In the listing that follows, copy out each line that includes the word "infrastructure".

_ _ _ _ _

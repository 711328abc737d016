use crate::error::{GopilotError, Result};
use crate::session::SessionState;
use chrono::{DateTime, Utc};
use serde::{Deserialize, Serialize};
use serde_json::Value;
use std::fmt;
use std::path::{Path, PathBuf};
use tokio::fs::{File, OpenOptions};
use tokio::io::{AsyncBufReadExt, AsyncWriteExt, BufReader};
use tokio::sync::Mutex;
use tracing::{debug, info};

/// Kind of session event recorded in the audit log
#[derive(Debug, Clone, Copy, PartialEq, Eq, Hash, Serialize, Deserialize)]
#[serde(rename_all = "snake_case")]
pub enum AuditEventKind {
    SessionStarted,
    SessionAborted,
    ReadyToShoot,
    CaptureStarted,
    CaptureStartFailed,
    CaptureStopped,
    CaptureStopAnomaly,
    SessionStopped,
    SessionFatal,
}

impl AuditEventKind {
    pub fn as_str(&self) -> &'static str {
        match self {
            AuditEventKind::SessionStarted => "session_started",
            AuditEventKind::SessionAborted => "session_aborted",
            AuditEventKind::ReadyToShoot => "ready_to_shoot",
            AuditEventKind::CaptureStarted => "capture_started",
            AuditEventKind::CaptureStartFailed => "capture_start_failed",
            AuditEventKind::CaptureStopped => "capture_stopped",
            AuditEventKind::CaptureStopAnomaly => "capture_stop_anomaly",
            AuditEventKind::SessionStopped => "session_stopped",
            AuditEventKind::SessionFatal => "session_fatal",
        }
    }

    /// Whether this entry ends the session
    pub fn is_terminal(&self) -> bool {
        matches!(
            self,
            AuditEventKind::SessionAborted
                | AuditEventKind::SessionStopped
                | AuditEventKind::SessionFatal
        )
    }
}

impl fmt::Display for AuditEventKind {
    fn fmt(&self, f: &mut fmt::Formatter<'_>) -> fmt::Result {
        f.pad(self.as_str())
    }
}

/// One state transition and the client outcome that caused it
#[derive(Debug, Clone, PartialEq, Serialize, Deserialize)]
pub struct AuditEntry {
    pub timestamp: DateTime<Utc>,
    pub session_id: String,
    pub event_kind: AuditEventKind,
    pub from_state: SessionState,
    pub to_state: SessionState,
    pub detail: Value,
}

impl AuditEntry {
    pub fn new(
        session_id: &str,
        event_kind: AuditEventKind,
        from_state: SessionState,
        to_state: SessionState,
        detail: Value,
    ) -> Self {
        Self {
            timestamp: Utc::now(),
            session_id: session_id.to_string(),
            event_kind,
            from_state,
            to_state,
            detail,
        }
    }

    pub fn description(&self) -> String {
        format!(
            "{} {} {} -> {}",
            self.session_id, self.event_kind, self.from_state, self.to_state
        )
    }
}

/// Append-only newline-delimited JSON log of session transitions
///
/// Each append is written, flushed and synced before returning. The file is
/// opened in append mode so existing entries are never rewritten.
pub struct AuditLog {
    file: Mutex<File>,
    path: PathBuf,
}

impl AuditLog {
    /// Open (or create) the log, creating its parent directory
    pub async fn open<P: AsRef<Path>>(path: P) -> Result<Self> {
        let path = path.as_ref().to_path_buf();

        if let Some(parent) = path.parent().filter(|p| !p.as_os_str().is_empty()) {
            tokio::fs::create_dir_all(parent).await.map_err(|e| {
                GopilotError::audit(format!(
                    "Failed to create audit directory {}: {}",
                    parent.display(),
                    e
                ))
            })?;
        }

        let file = OpenOptions::new()
            .create(true)
            .append(true)
            .open(&path)
            .await
            .map_err(|e| {
                GopilotError::audit(format!("Failed to open audit log {}: {}", path.display(), e))
            })?;

        info!("Audit log opened: {}", path.display());
        Ok(Self {
            file: Mutex::new(file),
            path,
        })
    }

    pub fn path(&self) -> &Path {
        &self.path
    }

    /// Append one entry durably
    pub async fn append(&self, entry: &AuditEntry) -> Result<()> {
        let mut line = serde_json::to_vec(entry)?;
        line.push(b'\n');

        let mut file = self.file.lock().await;
        file.write_all(&line)
            .await
            .map_err(|e| GopilotError::audit(format!("Failed to write audit entry: {}", e)))?;
        file.flush()
            .await
            .map_err(|e| GopilotError::audit(format!("Failed to flush audit log: {}", e)))?;
        file.sync_data()
            .await
            .map_err(|e| GopilotError::audit(format!("Failed to sync audit log: {}", e)))?;

        debug!("Audit: {}", entry.description());
        Ok(())
    }
}

/// Reads an audit log back into entries
pub struct AuditReader {
    path: PathBuf,
}

impl AuditReader {
    pub fn new<P: Into<PathBuf>>(path: P) -> Self {
        Self { path: path.into() }
    }

    /// Every entry in write order; blank lines are skipped, malformed lines fail
    pub async fn read_all(&self) -> Result<Vec<AuditEntry>> {
        let file = File::open(&self.path).await.map_err(|e| {
            GopilotError::audit(format!(
                "Failed to open audit log {}: {}",
                self.path.display(),
                e
            ))
        })?;

        let mut lines = BufReader::new(file).lines();
        let mut entries = Vec::new();
        let mut line_number = 0usize;

        while let Some(line) = lines.next_line().await? {
            line_number += 1;
            if line.trim().is_empty() {
                continue;
            }
            let entry = serde_json::from_str::<AuditEntry>(&line).map_err(|e| {
                GopilotError::audit(format!(
                    "{}:{}: malformed audit entry: {}",
                    self.path.display(),
                    line_number,
                    e
                ))
            })?;
            entries.push(entry);
        }

        debug!(
            "Read {} audit entries from {}",
            entries.len(),
            self.path.display()
        );
        Ok(entries)
    }
}

/// Entries grouped per session, sessions in order of first appearance
pub fn group_by_session(entries: Vec<AuditEntry>) -> Vec<(String, Vec<AuditEntry>)> {
    let mut sessions: Vec<(String, Vec<AuditEntry>)> = Vec::new();
    for entry in entries {
        match sessions.iter_mut().find(|(id, _)| *id == entry.session_id) {
            Some((_, timeline)) => timeline.push(entry),
            None => sessions.push((entry.session_id.clone(), vec![entry])),
        }
    }
    sessions
}
//! Circuit breaker guarding the camera link.
//!
//! ```text
//! Closed   -> Open:     consecutive_failures reaches the threshold
//! Open     -> HalfOpen: cooldown elapsed since opened_at, one probe admitted
//! HalfOpen -> Closed:   probe succeeded
//! HalfOpen -> Open:     probe failed, cooldown restarts
//! ```
//!
//! All state lives in one [`CircuitState`] behind a single lock which is never
//! held across an await point. Methods take `now` so tests control time.

use crate::config::BreakerConfig;
use parking_lot::Mutex;
use serde::Serialize;
use std::time::{Duration, Instant};
use tracing::{debug, info, warn};

#[derive(Debug, Clone, Copy, PartialEq, Eq, Serialize)]
#[serde(rename_all = "SCREAMING_SNAKE_CASE")]
pub enum CircuitStatus {
    Closed,
    Open,
    HalfOpen,
}

#[derive(Debug, Clone, PartialEq)]
pub struct CircuitState {
    pub status: CircuitStatus,
    pub consecutive_failures: u32,
    pub opened_at: Option<Instant>,
    probe_in_flight: bool,
}

impl CircuitState {
    fn closed() -> Self {
        Self {
            status: CircuitStatus::Closed,
            consecutive_failures: 0,
            opened_at: None,
            probe_in_flight: false,
        }
    }
}

/// Outcome of asking the breaker for permission to call the camera
#[derive(Debug, Clone, Copy, PartialEq, Eq)]
pub enum Admission {
    Admitted,
    /// This call is the single half-open probe
    Probe,
    Rejected { retry_after: Duration },
}

pub struct CircuitBreaker {
    failure_threshold: u32,
    cooldown: Duration,
    state: Mutex<CircuitState>,
}

impl CircuitBreaker {
    pub fn new(config: &BreakerConfig) -> Self {
        Self::with_limits(config.failure_threshold, config.cooldown())
    }

    pub fn with_limits(failure_threshold: u32, cooldown: Duration) -> Self {
        Self {
            failure_threshold: failure_threshold.max(1),
            cooldown,
            state: Mutex::new(CircuitState::closed()),
        }
    }

    pub fn snapshot(&self) -> CircuitState {
        self.state.lock().clone()
    }

    pub fn status(&self) -> CircuitStatus {
        self.state.lock().status
    }

    pub fn admit(&self, now: Instant) -> Admission {
        let mut state = self.state.lock();

        match state.status {
            CircuitStatus::Closed => Admission::Admitted,
            CircuitStatus::Open => {
                let opened_at = state.opened_at.unwrap_or(now);
                let elapsed = now.saturating_duration_since(opened_at);
                if elapsed >= self.cooldown {
                    state.status = CircuitStatus::HalfOpen;
                    state.probe_in_flight = true;
                    info!("Circuit breaker half-open, admitting probe request");
                    Admission::Probe
                } else {
                    Admission::Rejected {
                        retry_after: self.cooldown - elapsed,
                    }
                }
            }
            CircuitStatus::HalfOpen => {
                if state.probe_in_flight {
                    Admission::Rejected {
                        retry_after: Duration::ZERO,
                    }
                } else {
                    state.probe_in_flight = true;
                    Admission::Probe
                }
            }
        }
    }

    pub fn record_success(&self) {
        let mut state = self.state.lock();

        if state.status != CircuitStatus::Closed {
            info!(
                "Circuit breaker closed after successful probe ({} prior failures)",
                state.consecutive_failures
            );
        }
        *state = CircuitState::closed();
    }

    /// Count a failed attempt; returns the status after the failure
    pub fn record_failure(&self, now: Instant) -> CircuitStatus {
        let mut state = self.state.lock();
        state.consecutive_failures = state.consecutive_failures.saturating_add(1);

        let trip = match state.status {
            CircuitStatus::HalfOpen => true,
            CircuitStatus::Closed => state.consecutive_failures >= self.failure_threshold,
            CircuitStatus::Open => false,
        };

        if trip {
            warn!(
                "Circuit breaker opened after {} consecutive failures, cooling down for {:?}",
                state.consecutive_failures, self.cooldown
            );
            state.status = CircuitStatus::Open;
            state.opened_at = Some(now);
            state.probe_in_flight = false;
        }

        state.status
    }

    /// Release a probe slot without an outcome (e.g. the call failed locally)
    pub fn release_probe(&self) {
        let mut state = self.state.lock();
        if state.status == CircuitStatus::HalfOpen {
            state.probe_in_flight = false;
        }
    }

    /// Tie an admission to a scope: a probe that ends without a recorded
    /// outcome, including by the caller's future being dropped, is released.
    pub fn guard(&self, admission: Admission) -> ProbeGuard<'_> {
        ProbeGuard {
            breaker: self,
            armed: admission == Admission::Probe,
        }
    }
}

/// Releases an unresolved half-open probe on drop
pub struct ProbeGuard<'a> {
    breaker: &'a CircuitBreaker,
    armed: bool,
}

impl ProbeGuard<'_> {
    /// The outcome was recorded; nothing to release
    pub fn disarm(mut self) {
        self.armed = false;
    }
}

impl Drop for ProbeGuard<'_> {
    fn drop(&mut self) {
        if self.armed {
            debug!("Probe ended without an outcome, releasing half-open slot");
            self.breaker.release_probe();
        }
    }
}
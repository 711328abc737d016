pub mod app;
pub mod camera;
pub mod config;
pub mod error;
pub mod events;
pub mod infrastructure;
pub mod keyboard_input;
pub mod planner;
pub mod recovery;
pub mod session;

pub use app::{ComponentState, ShutdownReason, VloggerOrchestrator};
pub use camera::{
    CameraClientBuilder, CameraMode, CameraTransport, CircuitState, CommandMap, HttpTransport,
    MockTransport, ResilientCameraClient,
};
pub use config::{GopilotConfig, ProfileConfig, StopFailurePolicy};
pub use error::{CameraError, EventBusError, GopilotError, Result, SessionError};
pub use events::EventBus;
pub use infrastructure::{AuditEntry, AuditEventKind, AuditLog, AuditReader};
pub use keyboard_input::KeyboardInputHandler;
pub use planner::{IntentPlanner, KeywordPlanner};
pub use recovery::{RecoveryAction, RetryPolicy};
pub use session::{
    CameraIntent, ReadinessScore, ReadinessSource, SessionRunner, SessionState,
    SessionStateMachine, SessionSummary,
};
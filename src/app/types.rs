/// Component lifecycle states
#[derive(Debug, Clone, PartialEq)]
pub enum ComponentState {
    Stopped,
    Starting,
    Running,
    Stopping,
    Failed,
}

/// Why the orchestrator is shutting down
#[derive(Debug, Clone, PartialEq)]
pub enum ShutdownReason {
    Signal(String),
    SessionEnded,
    Error(String),
}
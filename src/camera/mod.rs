mod breaker;
mod builder;
mod client;
mod commands;
mod mock;
mod transport;
mod types;

pub use breaker::{Admission, CircuitBreaker, CircuitState, CircuitStatus, ProbeGuard};
pub use builder::CameraClientBuilder;
pub use client::ResilientCameraClient;
pub use commands::{CameraOperation, CommandMap, EndpointDescriptor, EndpointTarget, OperationKind};
pub use mock::MockTransport;
pub use transport::{CameraResponse, CameraTransport, HttpTransport, TransportError};
pub use types::{
    CameraMode, CameraSetting, CameraStatus, CaptureState, DownloadReceipt, MediaItem, MediaPage,
};
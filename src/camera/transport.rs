use super::commands::{EndpointDescriptor, EndpointTarget};
use crate::config::CameraConfig;
use async_trait::async_trait;
use futures::StreamExt;
use reqwest::Client;
use std::path::Path;
use std::time::Duration;
use thiserror::Error;
use tokio::fs::File;
use tokio::io::{AsyncWriteExt, BufWriter};
use tracing::{debug, trace};

/// Raw failure of a single request, before retry and breaker handling
#[derive(Error, Debug, Clone, PartialEq)]
pub enum TransportError {
    #[error("request timed out after {0:?}")]
    Timeout(Duration),

    #[error("connection failed: {0}")]
    Connect(String),

    #[error("camera answered HTTP {status}: {body}")]
    Status { status: u16, body: String },

    #[error("undecodable camera response: {0}")]
    Decode(String),

    #[error("transfer interrupted: {0}")]
    Interrupted(String),

    /// Local filesystem failure while writing a download
    #[error("cannot write destination: {0}")]
    Destination(String),
}

impl TransportError {
    /// Failures caused by the camera link, as opposed to the local disk
    pub fn is_link_failure(&self) -> bool {
        !matches!(self, TransportError::Destination(_))
    }
}

/// Successful camera answer; empty bodies decode as `null`
#[derive(Debug, Clone, PartialEq)]
pub struct CameraResponse {
    pub status: u16,
    pub body: serde_json::Value,
}

impl CameraResponse {
    pub fn ok(body: serde_json::Value) -> Self {
        Self { status: 200, body }
    }
}

/// Request seam between the resilient client and the camera
#[async_trait]
pub trait CameraTransport: Send + Sync {
    async fn execute(&self, endpoint: &EndpointDescriptor) -> Result<CameraResponse, TransportError>;

    /// Stream the endpoint body into `destination`, returning the bytes written
    async fn download(
        &self,
        endpoint: &EndpointDescriptor,
        destination: &Path,
    ) -> Result<u64, TransportError>;
}

/// reqwest-backed transport talking to a real camera
pub struct HttpTransport {
    client: Client,
    control_base: String,
    media_base: String,
}

impl HttpTransport {
    pub fn new(config: &CameraConfig) -> Result<Self, TransportError> {
        let client = Client::builder()
            .connect_timeout(config.request_timeout())
            .pool_idle_timeout(Duration::from_secs(30))
            .build()
            .map_err(|e| TransportError::Connect(format!("failed to build HTTP client: {}", e)))?;

        Ok(Self {
            client,
            control_base: config.base_url.trim_end_matches('/').to_string(),
            media_base: config.media_base_url.trim_end_matches('/').to_string(),
        })
    }

    fn url_for(&self, endpoint: &EndpointDescriptor) -> String {
        let base = match endpoint.target {
            EndpointTarget::Control => &self.control_base,
            EndpointTarget::Media => &self.media_base,
        };
        format!("{}{}", base, endpoint.path)
    }

    async fn send(&self, endpoint: &EndpointDescriptor) -> Result<reqwest::Response, TransportError> {
        let url = self.url_for(endpoint);
        trace!("Sending {} {}", endpoint.method, url);

        let response = self
            .client
            .request(endpoint.method.clone(), &url)
            .query(&endpoint.query)
            .send()
            .await
            .map_err(classify_reqwest_error)?;

        let status = response.status();
        if !status.is_success() {
            let body = response.text().await.unwrap_or_default();
            return Err(TransportError::Status {
                status: status.as_u16(),
                body,
            });
        }

        Ok(response)
    }
}

#[async_trait]
impl CameraTransport for HttpTransport {
    async fn execute(&self, endpoint: &EndpointDescriptor) -> Result<CameraResponse, TransportError> {
        let response = self.send(endpoint).await?;
        let status = response.status().as_u16();
        let bytes = response.bytes().await.map_err(classify_reqwest_error)?;

        let body = if bytes.iter().all(|b| b.is_ascii_whitespace()) {
            serde_json::Value::Null
        } else {
            serde_json::from_slice(&bytes).map_err(|e| TransportError::Decode(e.to_string()))?
        };

        debug!("{} answered HTTP {}", endpoint.path, status);
        Ok(CameraResponse { status, body })
    }

    async fn download(
        &self,
        endpoint: &EndpointDescriptor,
        destination: &Path,
    ) -> Result<u64, TransportError> {
        let response = self.send(endpoint).await?;

        let file = File::create(destination)
            .await
            .map_err(|e| TransportError::Destination(format!("{}: {}", destination.display(), e)))?;
        let mut writer = BufWriter::new(file);
        let mut written = 0u64;

        let mut stream = response.bytes_stream();
        while let Some(chunk) = stream.next().await {
            let chunk = chunk.map_err(|e| TransportError::Interrupted(e.to_string()))?;
            writer
                .write_all(&chunk)
                .await
                .map_err(|e| TransportError::Destination(e.to_string()))?;
            written += chunk.len() as u64;
        }

        writer
            .flush()
            .await
            .map_err(|e| TransportError::Destination(e.to_string()))?;

        debug!("Downloaded {} bytes to {}", written, destination.display());
        Ok(written)
    }
}

fn classify_reqwest_error(error: reqwest::Error) -> TransportError {
    if error.is_timeout() {
        TransportError::Timeout(Duration::ZERO)
    } else if error.is_decode() {
        TransportError::Decode(error.to_string())
    } else if error.is_body() {
        TransportError::Interrupted(error.to_string())
    } else {
        TransportError::Connect(error.to_string())
    }
}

_ _ _ _ _

> Response for this exercise:
pub mod infrastructure;
pub use infrastructure::{AuditEntry, AuditEventKind, AuditLog, AuditReader};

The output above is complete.